Materials and methods
Samples and sequencing
Non-destructive genomic DNA extractions obtained with the DNeasy Blood & Tissue kit (Qiagen Iberia, Madrid) from a previous study [31], were available for three species of Taophila, including the type species, T. subsericea Heller, 1916 (specimen JGZC-NC103), T. bituberculata Platania & Gómez-Zurita, 2022 (specimen JGZC-NC102) and T. mantillerii Jolivet, Verma & Mille, 2007 (specimen JGZC-NC091), the type of the monotypic subgenus Jolivetiana Gómez-Zurita & Cardoso. Library preparation and sequencing were externalized to the Sequencing Unit at CNAG (National Center for Genomic Analyses, Barcelona, Spain). Extracted DNA was quantified using Qubit (Thermo Fisher Scientific Inc., Waltham MA) and Femto Pulse (Agilent Technologies Spain, Madrid) technologies, yielding total DNA amounts between 0.18 and 0.52 µg. Genomic DNA was sheared on a LE220-Plus Focused ultrasonicator (Covaris Ltd., Brighton, UK) and short-insert paired-end libraries were obtained with the PCR-free protocol of KAPA HyperPrep Kit (Roche Sequencing Solutions, Inc., Pleasanton CA), including end-repair, adenylation and ligation to Illumina-compatible adaptors with unique dual indexes and unique molecular identifiers (Integrated DNA Technologies, Leuven, Belgium). Sequencing was performed in paired-end mode (2 × 151 bp) on two independent flow cells on a NovaSeq 6000 Sequencing System (Illumina, San Diego CA), and raw data processing, including image analysis and FASTQ generation, were done with the manufacturer’s Real-Time Analysis software, RTA version 3.4.4. Data obtained from each flow cell were analyzed independently to assess the performance of the assembly and annotation procedure. Voucher specimens and DNA aliquots are kept in the authors collections (IBB, CSIC, Spain) and raw sequence data are available under the European Commission Open Data Repository, Zenodo (10.5281/zenodo.16900841).
Mitogenome assembly and annotation
Data quality control and filtering, assembly and annotation were performed with MitoZ version 3 [32]. MitoZ is a Python pipeline that completes raw paired-end reads filtering and cleaning with a custom Perl script; read assembly with MEGAHIT [33]; filtering of false mitochondrial scaffolds and NUMTs based on HMMER, a profile Hidden Markov Model approach [34] and Tiara classification of sequences [35]; and annotation using tBLASTn and Genewise [36] for protein-coding genes (PCG), MiTFi [37] for tRNAs, and Infernal [38] for rRNAs.

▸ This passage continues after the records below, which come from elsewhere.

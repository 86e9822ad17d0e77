//! Available/active filter stack management.
//!
//! A [`FilterStack`] owns every filter instance of a session, split into two
//! disjoint ordered lists. The active list is what the pipeline runs, in
//! order; the available list is always kept in catalogue order.
//!
//! Each list has its own selection, tracked by [`FilterId`] so that it
//! follows a filter when neighbours move. A selection is cleared when its
//! filter leaves the list.

use crate::core::error::{FilterId, GazeResult, StackError, StackResult, StackSide};
use crate::core::instance::FilterInstance;
use crate::core::types::Value;
use crate::filters::registry::FilterRegistry;

/// Two disjoint lists of filter instances with one selection each.
#[derive(Debug, Clone, Default)]
pub struct FilterStack {
    available: Vec<FilterInstance>,
    active: Vec<FilterInstance>,
    /// Every instance ever added, in catalogue order.
    catalogue: Vec<FilterId>,
    selected_available: Option<FilterId>,
    selected_active: Option<FilterId>,
}

impl FilterStack {
    /// Create a stack where every instance starts available, in the given order.
    pub fn new(instances: Vec<FilterInstance>) -> Self {
        let catalogue = instances.iter().map(|i| i.id).collect();
        Self {
            available: instances,
            active: Vec::new(),
            catalogue,
            selected_available: None,
            selected_active: None,
        }
    }

    /// One available instance of every registered filter.
    pub fn from_registry(registry: &FilterRegistry) -> Self {
        Self::new(registry.instantiate_all())
    }

    /// Append an instance to the end of the catalogue, as available.
    pub fn add_instance(&mut self, instance: FilterInstance) -> FilterId {
        let id = instance.id;
        self.catalogue.push(id);
        self.available.push(instance);
        id
    }

    /// Available filters, in catalogue order.
    pub fn available(&self) -> &[FilterInstance] {
        &self.available
    }

    /// Active filters, in run order.
    pub fn active(&self) -> &[FilterInstance] {
        &self.active
    }

    /// Total number of instances across both lists.
    pub fn len(&self) -> usize {
        self.available.len() + self.active.len()
    }

    /// Whether the stack holds no instances at all.
    pub fn is_empty(&self) -> bool {
        self.len() == 0
    }

    // ========================================================================
    // Selection
    // ========================================================================

    /// Select the available filter at `index`.
    pub fn select_available(&mut self, index: usize) -> StackResult<()> {
        self.selected_available = Some(Self::id_at(&self.available, StackSide::Available, index)?);
        Ok(())
    }

    /// Select the active filter at `index`.
    pub fn select_active(&mut self, index: usize) -> StackResult<()> {
        self.selected_active = Some(Self::id_at(&self.active, StackSide::Active, index)?);
        Ok(())
    }

    /// Index of the selected available filter.
    pub fn selected_available(&self) -> Option<usize> {
        self.selected_available
            .and_then(|id| Self::index_of(&self.available, id))
    }

    /// Index of the selected active filter.
    pub fn selected_active(&self) -> Option<usize> {
        self.selected_active.and_then(|id| Self::index_of(&self.active, id))
    }

    // ========================================================================
    // Mutations
    // ========================================================================

    /// Move the selected available filter to the end of the active list.
    pub fn add(&mut self) -> StackResult<()> {
        let index = self.require(StackSide::Available)?;
        let instance = self.available.remove(index);
        log::debug!("Activated '{}' ({})", instance.name(), instance.id);

        self.selected_available = None;
        self.active.push(instance);
        Ok(())
    }

    /// Move the selected active filter back to its catalogue position.
    pub fn remove(&mut self) -> StackResult<()> {
        let index = self.require(StackSide::Active)?;
        let instance = self.active.remove(index);
        log::debug!("Deactivated '{}' ({})", instance.name(), instance.id);

        self.selected_active = None;
        self.restore(instance);
        Ok(())
    }

    /// Move every active filter back to the available list.
    pub fn remove_all(&mut self) {
        if self.active.is_empty() {
            return;
        }
        log::debug!("Deactivated all {} filter(s)", self.active.len());

        self.selected_active = None;
        for instance in std::mem::take(&mut self.active) {
            self.restore(instance);
        }
    }

    /// Swap the selected active filter with the one before it.
    ///
    /// Does nothing when it is already first.
    pub fn move_up(&mut self) -> StackResult<()> {
        let index = self.require(StackSide::Active)?;
        if index > 0 {
            self.active.swap(index, index - 1);
        }
        Ok(())
    }

    /// Swap the selected active filter with the one after it.
    ///
    /// Does nothing when it is already last.
    pub fn move_down(&mut self) -> StackResult<()> {
        let index = self.require(StackSide::Active)?;
        if index + 1 < self.active.len() {
            self.active.swap(index, index + 1);
        }
        Ok(())
    }

    /// Clone the active list for one pipeline run.
    pub fn snapshot(&self) -> Vec<FilterInstance> {
        self.active.clone()
    }

    // ========================================================================
    // Lookup
    // ========================================================================

    /// Find an instance in either list.
    pub fn find(&self, id: FilterId) -> Option<&FilterInstance> {
        self.available
            .iter()
            .chain(self.active.iter())
            .find(|i| i.id == id)
    }

    /// Which list an instance is in, and where.
    pub fn position(&self, id: FilterId) -> Option<(StackSide, usize)> {
        if let Some(index) = Self::index_of(&self.available, id) {
            return Some((StackSide::Available, index));
        }
        Self::index_of(&self.active, id).map(|index| (StackSide::Active, index))
    }

    /// Set an attribute on an instance in either list.
    pub fn set_attribute(&mut self, id: FilterId, name: &str, value: Value) -> GazeResult<()> {
        let instance = self
            .available
            .iter_mut()
            .chain(self.active.iter_mut())
            .find(|i| i.id == id)
            .ok_or(StackError::UnknownFilter(id))?;
        instance.set_attribute(name, value)?;
        Ok(())
    }

    fn id_at(list: &[FilterInstance], side: StackSide, index: usize) -> StackResult<FilterId> {
        list.get(index)
            .map(|i| i.id)
            .ok_or(StackError::IndexOutOfRange {
                side,
                index,
                len: list.len(),
            })
    }

    fn index_of(list: &[FilterInstance], id: FilterId) -> Option<usize> {
        list.iter().position(|i| i.id == id)
    }

    /// Index of the selected filter on `side`, or `NoSelection`.
    fn require(&self, side: StackSide) -> StackResult<usize> {
        let index = match side {
            StackSide::Available => self.selected_available(),
            StackSide::Active => self.selected_active(),
        };
        index.ok_or(StackError::NoSelection(side))
    }

    fn rank(&self, id: FilterId) -> usize {
        self.catalogue
            .iter()
            .position(|&c| c == id)
            .unwrap_or(self.catalogue.len())
    }

    fn restore(&mut self, instance: FilterInstance) {
        let rank = self.rank(instance.id);
        let at = self
            .available
            .iter()
            .position(|i| self.rank(i.id) > rank)
            .unwrap_or(self.available.len());
        self.available.insert(at, instance);
    }
}

#[cfg(test)]
mod tests {
    use super::*;
    use crate::core::error::GazeError;

    fn stack() -> FilterStack {
        FilterStack::from_registry(&FilterRegistry::with_builtins())
    }

    fn names(list: &[FilterInstance]) -> Vec<&str> {
        list.iter().map(|i| i.name()).collect()
    }

    #[test]
    fn test_starts_all_available() {
        let stack = stack();
        assert_eq!(stack.available().len(), 6);
        assert!(stack.active().is_empty());
        assert_eq!(stack.selected_available(), None);
    }

    #[test]
    fn test_add_moves_selected_to_end() {
        let mut stack = stack();
        stack.select_available(2).unwrap();
        stack.add().unwrap();
        stack.select_available(0).unwrap();
        stack.add().unwrap();

        assert_eq!(names(stack.active()), vec!["gaussian_blur", "desaturate"]);
        assert_eq!(names(stack.available()), vec!["darken", "box_blur", "pixelate", "noise"]);
        assert_eq!(stack.selected_available(), None);
    }

    #[test]
    fn test_actions_require_selection() {
        let mut stack = stack();
        assert_eq!(stack.add(), Err(StackError::NoSelection(StackSide::Available)));
        assert_eq!(stack.remove(), Err(StackError::NoSelection(StackSide::Active)));
        assert_eq!(stack.move_up(), Err(StackError::NoSelection(StackSide::Active)));
        assert_eq!(stack.move_down(), Err(StackError::NoSelection(StackSide::Active)));
    }

    #[test]
    fn test_select_out_of_range() {
        let mut stack = stack();
        assert_eq!(
            stack.select_active(0),
            Err(StackError::IndexOutOfRange {
                side: StackSide::Active,
                index: 0,
                len: 0
            })
        );
        assert!(stack.select_available(6).is_err());
    }

    #[test]
    fn test_remove_restores_catalogue_order() {
        let mut stack = stack();
        for _ in 0..3 {
            stack.select_available(0).unwrap();
            stack.add().unwrap();
        }
        assert_eq!(names(stack.active()), vec!["desaturate", "darken", "gaussian_blur"]);

        stack.select_active(1).unwrap();
        stack.remove().unwrap();
        assert_eq!(names(stack.available()), vec!["darken", "box_blur", "pixelate", "noise"]);
        assert_eq!(stack.selected_active(), None);

        stack.remove_all();
        assert!(stack.active().is_empty());
        assert_eq!(
            names(stack.available()),
            vec!["desaturate", "darken", "gaussian_blur", "box_blur", "pixelate", "noise"]
        );
    }

    #[test]
    fn test_move_follows_selection() {
        let mut stack = stack();
        for _ in 0..3 {
            stack.select_available(0).unwrap();
            stack.add().unwrap();
        }

        stack.select_active(2).unwrap();
        stack.move_up().unwrap();
        assert_eq!(names(stack.active()), vec!["desaturate", "gaussian_blur", "darken"]);
        assert_eq!(stack.selected_active(), Some(1));

        stack.move_up().unwrap();
        stack.move_up().unwrap();
        assert_eq!(names(stack.active()), vec!["gaussian_blur", "desaturate", "darken"]);
        assert_eq!(stack.selected_active(), Some(0));

        stack.select_active(2).unwrap();
        stack.move_down().unwrap();
        assert_eq!(names(stack.active()), vec!["gaussian_blur", "desaturate", "darken"]);
    }

    #[test]
    fn test_selection_follows_identity() {
        let mut stack = stack();
        for _ in 0..2 {
            stack.select_available(0).unwrap();
            stack.add().unwrap();
        }

        stack.select_active(1).unwrap();
        stack.select_available(0).unwrap();
        stack.add().unwrap();
        assert_eq!(names(stack.active()), vec!["desaturate", "darken", "gaussian_blur"]);
        assert_eq!(stack.selected_active(), Some(1));

        // box_blur is selected; desaturate returns in front of it
        stack.select_available(0).unwrap();
        stack.select_active(0).unwrap();
        stack.remove().unwrap();
        assert_eq!(stack.selected_available(), Some(1));
        assert_eq!(stack.available()[1].name(), "box_blur");
    }

    #[test]
    fn test_snapshot_is_independent() {
        let mut stack = stack();
        stack.select_available(1).unwrap();
        stack.add().unwrap();

        let snapshot = stack.snapshot();
        let id = snapshot[0].id;
        stack.set_attribute(id, "amount", Value::Float(0.9)).unwrap();

        assert_eq!(snapshot[0].get_attribute("amount"), Some(&Value::Float(0.5)));
        assert_eq!(stack.find(id).unwrap().get_attribute("amount"), Some(&Value::Float(0.9)));
        assert_eq!(stack.position(id), Some((StackSide::Active, 0)));
    }

    #[test]
    fn test_set_attribute_errors() {
        let mut stack = stack();
        let id = stack.available()[1].id;

        assert!(matches!(
            stack.set_attribute(FilterId::new(), "amount", Value::Float(0.1)),
            Err(GazeError::Stack(StackError::UnknownFilter(_)))
        ));
        assert!(matches!(
            stack.set_attribute(id, "amount", Value::Float(7.0)),
            Err(GazeError::Attribute(_))
        ));
    }

    #[test]
    fn test_duplicate_instances() {
        let registry = FilterRegistry::with_builtins();
        let mut stack = FilterStack::new(Vec::new());
        let first = stack.add_instance(registry.instantiate("noise").unwrap());
        let second = stack.add_instance(registry.instantiate("noise").unwrap());
        assert_ne!(first, second);

        stack.select_available(1).unwrap();
        stack.add().unwrap();
        stack.select_available(0).unwrap();
        stack.add().unwrap();
        stack.remove_all();

        let ids: Vec<FilterId> = stack.available().iter().map(|i| i.id).collect();
        assert_eq!(ids, vec![first, second]);
    }
}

MitoZ assembly and annotation used software defaults, except that a maximum of 4 or 5 Gb for raw data (equivalent to 26.49 M or 33.11 M reads) were used in assemblies, “Arthropoda” was specified as taxonomic source to guide the selection of correct mitochondrial genome scaffolds and “Coleoptera” for annotation steps. A multi-Kmer approach for genome assembly was applied with K = 79, 99 and 119. Complete, circularized mitogenomes inferred by MitoZ have random initiation points, and sequences were reoriented to a standard gene order manually in Geneious Prime version 2024.0.7 (Dotmatics, Boston MA). The complete annotated mitogenomes of Taophila were deposited in GenBank under accession numbers PV240303 (T. bituberculata), PV240304 (T. mantillerii) and PV240305 (T. subsericea).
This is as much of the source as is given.